-- RECORDS FOR PROCESSING follows --

//! Curve mnemonic alias table
//!
//! Historical tool vendors wrote the bond amplitude under several names. The
//! table below is consulted once at load time; the analysis core only ever
//! sees the canonical `DEPTH`, `CBL` and `CCL` columns.

/// Built-in depth aliases, in priority order.
const DEPTH_ALIASES: &[&str] = &["DEPT", "DEPTH", "MD", "TDEP"];

/// Built-in CBL aliases, in priority order. `CBL` itself wins over the others.
const CBL_ALIASES: &[&str] = &["CBL", "CBLF", "AMP3FT", "AMP"];

/// Built-in CCL aliases, in priority order.
const CCL_ALIASES: &[&str] = &["CCL", "CCLF", "CCLU"];

/// Column indices of the canonical curves within a source table.
#[derive(Debug, Clone, Copy, PartialEq, Eq)]
pub struct ColumnMap {
    pub depth: usize,
    pub cbl: Option<usize>,
    pub ccl: Option<usize>,
}

/// Alias table: built-in names plus operator-supplied extras.
#[derive(Debug, Clone)]
pub struct CurveAliases {
    depth: Vec<String>,
    cbl: Vec<String>,
    ccl: Vec<String>,
}

impl Default for CurveAliases {
    fn default() -> Self {
        Self::with_extras(&[], &[])
    }
}

impl CurveAliases {
    /// Built-in aliases followed by `extra_cbl` / `extra_ccl` (lower priority).
    pub fn with_extras(extra_cbl: &[String], extra_ccl: &[String]) -> Self {
        let upper = |names: &[&str], extra: &[String]| -> Vec<String> {
            names
                .iter()
                .map(|s| (*s).to_string())
                .chain(extra.iter().map(|s| s.trim().to_uppercase()))
                .collect()
        };
        Self {
            depth: upper(DEPTH_ALIASES, &[]),
            cbl: upper(CBL_ALIASES, extra_cbl),
            ccl: upper(CCL_ALIASES, extra_ccl),
        }
    }

    /// Resolve the canonical columns of a table header.
    ///
    /// Within each curve the alias with the highest priority wins, regardless
    /// of column order. Depth falls back to the first column, which is the
    /// index curve by LAS convention.
    pub fn resolve(&self, mnemonics: &[String]) -> ColumnMap {
        let upper: Vec<String> = mnemonics.iter().map(|m| m.trim().to_uppercase()).collect();
        let find = |aliases: &[String]| -> Option<usize> {
            aliases
                .iter()
                .find_map(|alias| upper.iter().position(|m| m == alias))
        };

        ColumnMap {
            depth: find(&self.depth).unwrap_or(0),
            cbl: find(&self.cbl),
            ccl: find(&self.ccl),
        }
    }
}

-- RECORDS FOR PROCESSING concluded --

▶ PROBLEM TO SOLVE
Of all the lines above, count the ones that include the string "mnemonics" and give the number alone.

▶ ANSWER AREA
2